Наташа никогда не перечила мужу, даже подумать не могла, и для них обоих эти слова, произнесенные будто бы и не ей, а каким-то совсем незнакомым человеком, прозвучали настолько неожиданно, что Николай растерялся, а Наталья тоже молчала, но сказанные вслух слова уже полностью захватили ее.
На секунду Николаю показалось, что перед ним другая женщина – не его жена, покладистая, немногословная, ласковая, к которой он привык за последние месяцы, а та черноглазая девчонка с озорными, бойкими, чуть смеющимися глазами, та едва сдерживающая кипящую внутри нее энергию красавица, какой он ее увидел в доме своего тестя Андрея Андреевича Аронова в день сватовства.
- Наташа, Бог с тобой, о чем ты говоришь?
В голосе его промелькнула нотка несвойственной ему нерешительности и растерянности.
- Нет, Наташа, это решительно невозможно.
- Почему? Я слышала, что многие девушки добровольно идут на войну, и их записывают. А я с тобой, я – твоя жена. Чего же тут странного?

С каждым произнесенным ею словом Наталья всё более уверяла себя в том, что она права, что по-другому и быть не может, что она должна оставаться рядом с мужем, где бы он ни оказался, а не здесь, одной, в чужом городе, похожем на многоголовое чудовище.
- Подумай сам. Мало ли что может здесь случиться, а там ты со мной рядом. Да я и не буду в боях, а где-нибудь позади, поблизости. Так будет даже спокойнее и тебе, и мне.

Наташе вдруг ужасно захотелось вырваться, как из клетки, - пусть на войну, но почувствовать свободу, свежий ветер, жизнь, от которой кровь бурлит, а не застаивается, как жижа в болоте.
Николай смотрел на нее так, будто впервые увидел, и любовался: глаза ее блистали огнем и страстью, грудь вздымалась, волосы выбились из-под гребня и завитком обнимали шею. Она была удивительно хороша, свежа, соблазнительна. Сейчас она была совсем не домашней, а напоминала античную богиню – охотницу и воительницу.
«Может, и вправду так будет лучше? Чего ей здесь одной?» - подумал он, а вслух сказал:
- Не знаю. Обдумать всё надо.
Наташа засияла от радости. Дело было решенное.









II


- Ты бы еще, товарищ Жилин, кровать взял в придачу и фортепьяну для своей барышни.
- Она – не барышня, она – жена мне.
- Ладно, не серчай. Ну, здравствуй, что ли, Николай Александрович.
- Здравствуй, Иван Кузьмич.
Они обнялись, как старые добрые товарищи.
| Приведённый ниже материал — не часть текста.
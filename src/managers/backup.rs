//! Backup engine - creates, enumerates, rotates, and restores archives
//!
//! Every operation fans out over the preset's (target, destination) pairs
//! and isolates failures per pair: one unreachable destination never aborts
//! the rest of the batch. Scans are pure reads and reconstruct backup
//! metadata from filenames alone.

use crate::config::{Destination, Preset};
use crate::error::{EngineError, Result};
use crate::utils::archive::{self, ArchiveMeta, ContentType};
use crate::utils::clock::{Clock, SystemClock};
use crate::utils::naming::{archive_file_name, parse_timestamp, Backup};
use chrono::Duration;
use std::fs;
use std::path::{Path, PathBuf};
use std::sync::Arc;
use tracing::{debug, error, info, warn};

/// Bound on timestamp bumps when a forced backup collides with an
/// existing archive name
const MAX_STAMP_BUMPS: u32 = 120;

/// Failure of a single (target, destination) operation within a batch
#[derive(Debug)]
pub struct PairError {
    pub target: PathBuf,
    pub destination: PathBuf,
    pub error: EngineError,
}

impl std::fmt::Display for PairError {
    fn fmt(&self, f: &mut std::fmt::Formatter<'_>) -> std::fmt::Result {
        write!(
            f,
            "{} -> {}: {}",
            self.target.display(),
            self.destination.display(),
            self.error
        )
    }
}

/// Outcome of a create run: successes, dedup skips, and collected failures
#[derive(Debug, Default)]
pub struct CreateReport {
    pub created: Vec<Backup>,
    /// (target, destination) pairs skipped by the dedup guard
    pub skipped: Vec<(PathBuf, PathBuf)>,
    pub errors: Vec<PairError>,
}

impl CreateReport {
    pub fn is_success(&self) -> bool {
        self.errors.is_empty()
    }
}

#[derive(Debug, Clone, Default)]
pub struct RestoreOptions {
    /// Restore into this directory instead of the original target's parent
    pub into: Option<PathBuf>,
    /// Replace existing files at the restore location
    pub overwrite: bool,
    /// Delete the archive once extraction has fully succeeded
    pub delete_after: bool,
}

pub struct BackupEngine {
    clock: Arc<dyn Clock>,
}

impl Default for BackupEngine {
    fn default() -> Self {
        Self::new()
    }
}

impl BackupEngine {
    pub fn new() -> Self {
        Self {
            clock: Arc::new(SystemClock::new()),
        }
    }

    /// Engine with an injected time source (used by the test suite)
    pub fn with_clock(clock: Arc<dyn Clock>) -> Self {
        Self { clock }
    }

    /// Create archives of every target in every destination.
    ///
    /// A backup already present for the current timestamp (at the
    /// destination's date format resolution) is skipped unless `force`.
    /// Retention runs per pair after a successful write unless `keep`.
    pub fn create_backup(&self, preset: &Preset, force: bool, keep: bool) -> CreateReport {
        info!("creating backups for preset '{}'", preset.name);
        let mut report = CreateReport::default();

        for target in &preset.targets {
            for dest in &preset.destinations {
                match self.create_for_pair(target, dest, force) {
                    Ok(Some(backup)) => {
                        info!("created {}", backup.path.display());
                        report.created.push(backup);
                        if !keep {
                            report.errors.extend(self.prune_pair(target, dest));
                        }
                    }
                    Ok(None) => {
                        debug!(
                            "already saved this period, skipping {} -> {}",
                            target.display(),
                            dest.path.display()
                        );
                        report.skipped.push((target.clone(), dest.path.clone()));
                    }
                    Err(err) => {
                        error!(
                            "backup of {} to {} failed: {}",
                            target.display(),
                            dest.path.display(),
                            err
                        );
                        report.errors.push(PairError {
                            target: target.clone(),
                            destination: dest.path.clone(),
                            error: err,
                        });
                    }
                }
            }
        }

        info!(
            "preset '{}': {} created, {} skipped, {} failed",
            preset.name,
            report.created.len(),
            report.skipped.len(),
            report.errors.len()
        );
        report
    }

    fn create_for_pair(
        &self,
        target: &Path,
        dest: &Destination,
        force: bool,
    ) -> Result<Option<Backup>> {
        if !target.exists() {
            return Err(EngineError::TargetNotFound(target.to_path_buf()));
        }
        let source_name = source_name_of(target)?;

        fs::create_dir_all(&dest.path).map_err(|source| EngineError::DestinationUnwritable {
            path: dest.path.clone(),
            source,
        })?;

        let mut stamp = self.clock.now();
        let mut name = archive_file_name(&source_name, dest, stamp);

        if dest.path.join(&name).exists() {
            if !force {
                return Ok(None);
            }
            // Forced duplicate in the same period: advance the timestamp
            // until the rendered name changes and is free. A date format too
            // coarse to move within the bound means the colliding archive
            // gets replaced instead.
            let mut free = false;
            for _ in 0..MAX_STAMP_BUMPS {
                stamp += Duration::seconds(1);
                let candidate = archive_file_name(&source_name, dest, stamp);
                if candidate == name {
                    continue;
                }
                name = candidate;
                if !dest.path.join(&name).exists() {
                    free = true;
                    break;
                }
            }
            if !free {
                warn!("date format too coarse to disambiguate, replacing {name}");
            }
        }

        let mut meta = ArchiveMeta::for_target(target, &dest.name_separator, &dest.date_format)?;
        let archive_path = dest.path.join(&name);
        archive::pack(target, &archive_path, &mut meta)?;

        let raw_timestamp = stamp.format(&dest.date_format).to_string();
        Ok(Some(Backup {
            source_name,
            path: archive_path,
            // reparse so the timestamp matches what a later scan reports
            created_at: parse_timestamp(&raw_timestamp, &dest.date_format),
            raw_timestamp,
            file_format: dest.file_format,
            date_format: dest.date_format.clone(),
            name_separator: dest.name_separator.clone(),
        }))
    }

    /// Enumerate all backups of the preset's targets across its
    /// destinations. Pure read, never fails on individual entries.
    ///
    /// Per (target, destination) pair: parseable backups ascending by
    /// timestamp, then unparseable-but-matching entries in filename order.
    pub fn get_backups(&self, preset: &Preset) -> Vec<Backup> {
        let mut all = Vec::new();
        for target in &preset.targets {
            for dest in &preset.destinations {
                all.extend(self.backups_for_pair(target, dest));
            }
        }
        all
    }

    fn backups_for_pair(&self, target: &Path, dest: &Destination) -> Vec<Backup> {
        let Ok(source_name) = source_name_of(target) else {
            return Vec::new();
        };
        let entries = match fs::read_dir(&dest.path) {
            Ok(entries) => entries,
            Err(e) => {
                debug!("destination {} not readable: {e}", dest.path.display());
                return Vec::new();
            }
        };

        let mut dated = Vec::new();
        let mut undated = Vec::new();
        for entry in entries.flatten() {
            let path = entry.path();
            if !path.is_file() {
                continue;
            }
            if let Some(backup) = Backup::from_entry(&path, &source_name, dest) {
                if backup.created_at.is_some() {
                    dated.push(backup);
                } else {
                    undated.push(backup);
                }
            }
        }
        dated.sort_by_key(|b| b.created_at);
        undated.sort_by_key(|b| b.file_name());
        dated.extend(undated);
        dated
    }

    /// The most recent backup across the whole preset, if any
    pub fn get_latest_backup(&self, preset: &Preset) -> Option<Backup> {
        self.get_latest_backups(preset)
            .into_iter()
            .max_by_key(|b| b.created_at)
    }

    /// The most recent backup of each (target, destination) pair.
    /// Pairs without a dated backup are omitted, never fabricated.
    pub fn get_latest_backups(&self, preset: &Preset) -> Vec<Backup> {
        let mut latest = Vec::new();
        for target in &preset.targets {
            for dest in &preset.destinations {
                let newest = self
                    .backups_for_pair(target, dest)
                    .into_iter()
                    .filter(|b| b.created_at.is_some())
                    .last();
                if let Some(backup) = newest {
                    latest.push(backup);
                }
            }
        }
        latest
    }

    /// Preview what retention would delete, oldest first per pair
    pub fn get_delete_candidates(&self, preset: &Preset) -> Vec<Backup> {
        let mut candidates = Vec::new();
        for target in &preset.targets {
            for dest in &preset.destinations {
                candidates.extend(self.delete_candidates_for_pair(target, dest));
            }
        }
        candidates
    }

    fn delete_candidates_for_pair(&self, target: &Path, dest: &Destination) -> Vec<Backup> {
        // Entries without a parsed timestamp have no place in the age
        // ordering, so they neither count toward the limit nor get deleted.
        let dated: Vec<Backup> = self
            .backups_for_pair(target, dest)
            .into_iter()
            .filter(|b| b.created_at.is_some())
            .collect();
        if dated.len() > dest.max_backup_count {
            let excess = dated.len() - dest.max_backup_count;
            dated.into_iter().take(excess).collect()
        } else {
            Vec::new()
        }
    }

    /// Rotate out the oldest backups beyond each destination's
    /// `max_backup_count`. Deletion failures are reported, not raised.
    pub fn delete_old_backups(&self, preset: &Preset) -> Vec<PairError> {
        let mut failures = Vec::new();
        for target in &preset.targets {
            for dest in &preset.destinations {
                failures.extend(self.prune_pair(target, dest));
            }
        }
        failures
    }

    fn prune_pair(&self, target: &Path, dest: &Destination) -> Vec<PairError> {
        let mut failures = Vec::new();
        for backup in self.delete_candidates_for_pair(target, dest) {
            match self.delete_backup(&backup) {
                Ok(()) => info!("rotated out {}", backup.path.display()),
                Err(error) => {
                    warn!("could not rotate out {}: {error}", backup.path.display());
                    failures.push(PairError {
                        target: target.to_path_buf(),
                        destination: dest.path.clone(),
                        error,
                    });
                }
            }
        }
        failures
    }

    /// Extract a backup next to its original target (or into
    /// `options.into`), returning the path the contents landed at.
    ///
    /// The archive is deleted afterwards only when `delete_after` is set
    /// and extraction fully succeeded.
    pub fn restore_backup(
        &self,
        preset: &Preset,
        backup: &Backup,
        options: &RestoreOptions,
    ) -> Result<PathBuf> {
        // the archive may have vanished between listing and restoring
        if !backup.path.exists() {
            return Err(EngineError::BackupNotFound(backup.path.clone()));
        }
        // fail on a corrupt archive before touching the restore location
        archive::validate(&backup.path)?;

        let meta = archive::read_meta(&backup.path);
        let restore_dir = match &options.into {
            Some(dir) => dir.clone(),
            None => {
                let target = preset
                    .target_for_source(&backup.source_name)
                    .ok_or_else(|| {
                        EngineError::TargetNotFound(PathBuf::from(&backup.source_name))
                    })?;
                target
                    .parent()
                    .map(Path::to_path_buf)
                    .unwrap_or_else(|| PathBuf::from("."))
            }
        };

        // Foreign archives without metadata are treated as folder backups.
        let content_type = meta
            .map(|m| m.content_type)
            .unwrap_or(ContentType::Folder);
        let into = match content_type {
            ContentType::Folder => restore_dir.join(&backup.source_name),
            ContentType::File => restore_dir.clone(),
        };

        if content_type == ContentType::Folder && into.exists() && !options.overwrite {
            return Err(EngineError::RestoreConflict(into));
        }
        fs::create_dir_all(&into)?;
        archive::unpack(&backup.path, &into, options.overwrite)?;
        info!("restored {} to {}", backup.path.display(), into.display());

        if options.delete_after {
            fs::remove_file(&backup.path)?;
            info!("deleted archive {} after restore", backup.path.display());
        }
        Ok(into)
    }

    /// Delete an archive from its destination
    pub fn delete_backup(&self, backup: &Backup) -> Result<()> {
        if !backup.path.exists() {
            return Err(EngineError::BackupNotFound(backup.path.clone()));
        }
        fs::remove_file(&backup.path)?;
        Ok(())
    }

    /// Rename an archive in place and re-derive its identity from the new
    /// name. Renaming outside the naming convention is allowed; the result
    /// may carry no parsed timestamp.
    pub fn rename_backup(&self, backup: &Backup, new_name: &str) -> Result<Backup> {
        if !backup.path.exists() {
            return Err(EngineError::BackupNotFound(backup.path.clone()));
        }
        let new_path = backup.path.with_file_name(new_name);
        fs::rename(&backup.path, &new_path)?;
        Ok(Backup::from_archive(
            &new_path,
            &backup.name_separator,
            &backup.date_format,
            backup.file_format,
        ))
    }
}

/// A target's identity is its base name; targets with equal base names
/// under different parents are indistinguishable by design.
fn source_name_of(target: &Path) -> Result<String> {
    target
        .file_name()
        .map(|n| n.to_string_lossy().into_owned())
        .ok_or_else(|| EngineError::TargetNotFound(target.to_path_buf()))
}

/// Preset-level entry points, delegating to a borrowed engine
impl Preset {
    pub fn create_backup(&self, engine: &BackupEngine, force: bool, keep: bool) -> CreateReport {
        engine.create_backup(self, force, keep)
    }

    pub fn get_backups(&self, engine: &BackupEngine) -> Vec<Backup> {
        engine.get_backups(self)
    }

    pub fn get_latest_backup(&self, engine: &BackupEngine) -> Option<Backup> {
        engine.get_latest_backup(self)
    }

    pub fn restore_backup(
        &self,
        engine: &BackupEngine,
        backup: &Backup,
        options: &RestoreOptions,
    ) -> Result<PathBuf> {
        engine.restore_backup(self, backup, options)
    }
}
Иван Кузьмич прижимал Николая к себе, крепко хлопал по плечу и повторял:
- Рад тебе, рад.

Когда Николай Жилин отправлялся к месту предписания, он уже знал, что комиссаром дивизии, в которую он был назначен командиром артиллерийского дивизиона, был Иван Кузьмич Ерофеев, и с нетерпением ждал этой встречи.
Они расстались почти год назад. Ерофеев был направлен на Южный фронт, участвовал в боях за Ростов, и когда немцы после Брестского мира заняли юг, отступал вместе с армией.
За это время он изменился, будто оплавился, и что-то стальное, мощное, как металлический пресс, появилось в обличии и в голосе.
- Жена твоя пусть с чемоданом здесь пока подождет, а я тебя представлю комдиву. Соловьев Петр Андреевич – бывший полковник царской армии, но командир замечательный.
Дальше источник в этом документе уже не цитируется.